In conversations with my grandson, I discovered a different path. He agreed to go to Israel, but not on a packaged trip. So I reached out to Daniel Sokatch of the New Israel Fund, and asked him to connect me with activists on the ground working for democracy, equality, compassion and a shared Jewish-Arab future. I wanted my grandson to see the country through their eyes.
And he did. Through the New Israel Fund’s grantees, he met Israelis with whom he could see eye-to-eye: human rights defenders, advocates for Palestinian citizens of Israel, entrepreneurs fighting for the rule of law, LGBTQ activists.
That trip changed him. For the first time, he saw Israelis who shared his values, who were fighting for an Israel he could believe in. And in that moment, I realized: maybe the bridge between our generations isn’t to convince them of “our Israel,” but to show them the Israelis working to build theirs.
This is the hard truth my generation must face. Many of us still see Israel through the lens of 1967 and 1973, maybe even through the Oslo years or the Second Intifada, but our children and grandchildren have been shaped by 16 years of increasingly extremist governments and by leaders who sneer at the notion of peace. Even after the horrors of Oct. 7, 2023, they are not wrong to judge Israel’s choices in the ensuing war against the backdrop of decades of avoiding a political solution.
If we want future generations to remain engaged with Israel and with Jewish life, we cannot dismiss their concerns. Nor can we cling to a double standard that demands democracy and human rights everywhere except Israel. If we do, we risk losing them altogether.

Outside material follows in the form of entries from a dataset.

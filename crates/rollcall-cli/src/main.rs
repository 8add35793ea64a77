// Copyright 2026 Phillip Cloud
// Licensed under the Apache License, Version 2.0

mod config;
mod logging;
mod runtime;

use anyhow::{Context, Result, anyhow, bail};
use config::Config;
use rollcall_app::{BlockId, LineId, Status, UnitId};
use runtime::{Backend, BlockChoice, Command, Targets};
use std::env;
use std::io;
use std::path::PathBuf;

fn main() {
    if let Err(error) = run() {
        eprintln!("{error:#}");
        std::process::exit(1);
    }
}

fn run() -> Result<()> {
    let options = parse_cli_args(env::args().skip(1), Config::default_path()?)?;
    if options.show_help {
        print_help();
        return Ok(());
    }

    if options.print_config_path {
        println!("{}", options.config_path.display());
        return Ok(());
    }

    if options.print_example {
        print!("{}", Config::example_config(&options.config_path));
        return Ok(());
    }

    let config = Config::load(&options.config_path).with_context(|| {
        format!(
            "load config {}; run `rollcall --print-example-config` to generate a v1 template",
            options.config_path.display()
        )
    })?;
    logging::init_logging(&config.log_level(), config.log_dir())
        .context("start logging; check [logging] or ROLLCALL_LOG")?;

    let backend = Backend::open(&config, options.demo)?;
    log::info!(
        "event=backend_ready module=cli status=ok backend={} demo={}",
        backend.describe(),
        options.demo
    );
    if options.check_only {
        return Ok(());
    }

    let Some(command) = options.command else {
        bail!("no command given; run with --help to see supported commands");
    };
    let stdout = io::stdout();
    let warnings = runtime::run_command(backend, config.layout(), &command, &mut stdout.lock())?;
    for warning in warnings {
        eprintln!("warning: {warning}");
    }
    Ok(())
}

#[derive(Debug, Clone, PartialEq, Eq)]
struct CliOptions {
    config_path: PathBuf,
    print_config_path: bool,
    demo: bool,
    print_example: bool,
    check_only: bool,
    show_help: bool,
    command: Option<Command>,
}

/// Command-scoped flags, gathered before the command is known.
#[derive(Debug, Default)]
struct CommandFlags {
    blocks: Vec<BlockId>,
    all_blocks: bool,
    filter: Option<String>,
    status: Option<Status>,
    codes: Vec<String>,
    all: bool,
}

fn parse_cli_args<I, S>(args: I, default_config_path: PathBuf) -> Result<CliOptions>
where
    I: IntoIterator<Item = S>,
    S: AsRef<str>,
{
    let mut options = CliOptions {
        config_path: default_config_path,
        print_config_path: false,
        demo: false,
        print_example: false,
        check_only: false,
        show_help: false,
        command: None,
    };
    let mut flags = CommandFlags::default();
    let mut positionals: Vec<String> = Vec::new();

    let mut iter = args.into_iter();
    while let Some(arg) = iter.next() {
        match arg.as_ref() {
            "--config" => {
                let value = iter
                    .next()
                    .ok_or_else(|| anyhow!("--config requires a file path"))?;
                options.config_path = PathBuf::from(value.as_ref());
            }
            "--print-config-path" => {
                options.print_config_path = true;
            }
            "--print-example-config" => {
                options.print_example = true;
            }
            "--demo" => {
                options.demo = true;
            }
            "--check" => {
                options.check_only = true;
            }
            "--help" | "-h" => {
                options.show_help = true;
            }
            "--block" => {
                let value = iter
                    .next()
                    .ok_or_else(|| anyhow!("--block requires a block id"))?;
                flags.blocks.push(BlockId::from(value.as_ref()));
            }
            "--all-blocks" => {
                flags.all_blocks = true;
            }
            "--filter" => {
                let value = iter
                    .next()
                    .ok_or_else(|| anyhow!("--filter requires a search term"))?;
                flags.filter = Some(value.as_ref().to_owned());
            }
            "--status" => {
                let value = iter
                    .next()
                    .ok_or_else(|| anyhow!("--status requires one of A, S, NC, NR, X, R"))?;
                let status = Status::parse(value.as_ref()).ok_or_else(|| {
                    anyhow!(
                        "unknown status {:?}; expected one of A, S, NC, NR, X, R",
                        value.as_ref()
                    )
                })?;
                flags.status = Some(status);
            }
            "--code" => {
                let value = iter
                    .next()
                    .ok_or_else(|| anyhow!("--code requires a contact code"))?;
                flags.codes.push(value.as_ref().to_owned());
            }
            "--all" => {
                flags.all = true;
            }
            unknown if unknown.starts_with('-') => {
                bail!("unknown argument {unknown:?}; run with --help to see supported options");
            }
            positional => positionals.push(positional.to_owned()),
        }
    }

    options.command = build_command(positionals, flags)?;
    Ok(options)
}

fn build_command(positionals: Vec<String>, flags: CommandFlags) -> Result<Option<Command>> {
    let mut words = positionals.into_iter();
    let Some(name) = words.next() else {
        reject_command_flags(None, &flags)?;
        return Ok(None);
    };
    let args: Vec<String> = words.collect();

    let command = match name.as_str() {
        "units" => {
            expect_args(&name, &args, &[])?;
            reject_command_flags(Some(&name), &flags)?;
            Command::Units
        }
        "lines" => {
            expect_args(&name, &args, &["<unit>"])?;
            reject_command_flags(Some(&name), &flags)?;
            Command::Lines {
                unit: UnitId::from(args[0].as_str()),
            }
        }
        "blocks" => {
            expect_args(&name, &args, &["<unit>", "<line>"])?;
            reject_command_flags(Some(&name), &flags)?;
            Command::Blocks {
                unit: UnitId::from(args[0].as_str()),
                line: LineId::from(args[1].as_str()),
            }
        }
        "leaves" => {
            expect_args(&name, &args, &["<unit>", "<line>"])?;
            if flags.status.is_some() || !flags.codes.is_empty() || flags.all {
                bail!("--status, --code, and --all only apply to set-status");
            }
            Command::Leaves {
                unit: UnitId::from(args[0].as_str()),
                line: LineId::from(args[1].as_str()),
                blocks: block_choice(&flags)?,
                filter: flags.filter,
            }
        }
        "set-status" => {
            expect_args(&name, &args, &["<unit>", "<line>"])?;
            let status = flags
                .status
                .ok_or_else(|| anyhow!("set-status requires --status <A|S|NC|NR|X|R>"))?;
            let targets = match (flags.all, flags.codes.is_empty()) {
                (true, true) => Targets::AllVisible,
                (false, false) => Targets::Codes(flags.codes.clone()),
                (true, false) => bail!("use either --code or --all, not both"),
                (false, true) => bail!("set-status requires --code <code> or --all"),
            };
            Command::SetStatus {
                unit: UnitId::from(args[0].as_str()),
                line: LineId::from(args[1].as_str()),
                blocks: block_choice(&flags)?,
                filter: flags.filter,
                status,
                targets,
            }
        }
        other => {
            bail!("unknown command {other:?}; expected units, lines, blocks, leaves, or set-status")
        }
    };
    Ok(Some(command))
}

fn expect_args(name: &str, args: &[String], wanted: &[&str]) -> Result<()> {
    if args.len() != wanted.len() {
        let usage = std::iter::once(name)
            .chain(wanted.iter().copied())
            .collect::<Vec<_>>()
            .join(" ");
        bail!("usage: rollcall {usage}");
    }
    Ok(())
}

fn reject_command_flags(name: Option<&str>, flags: &CommandFlags) -> Result<()> {
    let used = !flags.blocks.is_empty()
        || flags.all_blocks
        || flags.filter.is_some()
        || flags.status.is_some()
        || !flags.codes.is_empty()
        || flags.all;
    if used {
        let scope = name.map_or_else(|| "without a command".to_owned(), |name| format!("with {name}"));
        bail!("block, filter, and status flags cannot be used {scope}");
    }
    Ok(())
}

fn block_choice(flags: &CommandFlags) -> Result<BlockChoice> {
    match (flags.all_blocks, flags.blocks.is_empty()) {
        (true, false) => bail!("use either --block or --all-blocks, not both"),
        (_, true) => Ok(BlockChoice::All),
        (false, false) => Ok(BlockChoice::Listed(flags.blocks.clone())),
    }
}

fn print_help() {
    println!("rollcall");
    println!("  units                                List units");
    println!("  lines <unit>                         List lines of a unit");
    println!("  blocks <unit> <line>                 List blocks of a line");
    println!("  leaves <unit> <line>                 List contacts of the chosen blocks");
    println!("      [--block <id>]... [--all-blocks] [--filter <term>]");
    println!("  set-status <unit> <line> --status <A|S|NC|NR|X|R>");
    println!("      [--block <id>]... [--all-blocks] [--filter <term>]");
    println!("      (--code <code>... | --all)       Update the chosen contacts in one batch");
    println!("      a code may be written as <block>|<id> to name one contact exactly");
    println!();
    println!("  --config <path>          Use a specific config path");
    println!("  --print-config-path      Print resolved config path");
    println!("  --print-example-config   Print a v1 config template");
    println!("  --demo                   Run against seeded demo data (in-memory)");
    println!("  --check                  Validate config + store and exit");
    println!("  --help                   Show this help");
}
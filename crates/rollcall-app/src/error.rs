// Copyright 2026 Phillip Cloud
// Licensed under the Apache License, Version 2.0

use crate::Level;

#[derive(Debug, Clone, PartialEq, Eq)]
pub enum SessionError {
    Fetch { level: Level, detail: String },
    Decode { entry: String, detail: String },
    Validation(String),
    Mutation(String),
}

impl SessionError {
    pub fn fetch(level: Level, detail: impl Into<String>) -> Self {
        Self::Fetch {
            level,
            detail: detail.into(),
        }
    }

    pub fn validation(message: impl Into<String>) -> Self {
        Self::Validation(message.into())
    }

    pub fn is_retriable(&self) -> bool {
        matches!(self, Self::Fetch { .. } | Self::Mutation(_))
    }
}

impl std::fmt::Display for SessionError {
    fn fmt(&self, f: &mut std::fmt::Formatter<'_>) -> std::fmt::Result {
        match self {
            Self::Fetch { level, detail } => {
                write!(f, "loading {} failed: {detail}; retry to reload", level.plural())
            }
            Self::Decode { entry, detail } => write!(f, "entry {entry} could not be decoded: {detail}"),
            Self::Validation(message) => f.write_str(message),
            Self::Mutation(detail) => write!(f, "status update failed: {detail}"),
        }
    }
}

impl std::error::Error for SessionError {}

Too often, Jewish philanthropy has mirrored our family arguments, more sledgehammer than bridge. We fund projects younger Jews feel they cannot support in good conscience, then wonder why they drift away. What if we tried something different? What if we channeled our support toward the Israelis working to keep democracy alive, to defend human rights, to insist that equality and dignity are not foreign values but Jewish ones?
That’s what helped my grandson stay connected. He didn’t walk away. He found Israelis who are building a society that he would want to live in, right now, in real time, and he wants to support them. So do I.
Our legacy as parents and grandparents should not be silence at the dinner table or estrangement in the family. It should be showing the next generation that our love for Israel includes insisting it live up to its best ideals. That way, we don’t just keep Israel alive for them — we help keep Jewish life alive, too.
That’s a legacy worth leaving.
A former executive recruiter and industrial sales leader, Marcie Zelikow retired in 2001 and dedicated herself to strengthening Jewish life and institutions. She has since held key volunteer leadership roles at Jewish Family Service, the Jewish Federation of Greater Los Angeles, the Jewish Home for the Aging, Hebrew Union College – Jewish Institute of Religion, Friends of Yemin Orde and Temple Emanuel of Beverly Hills.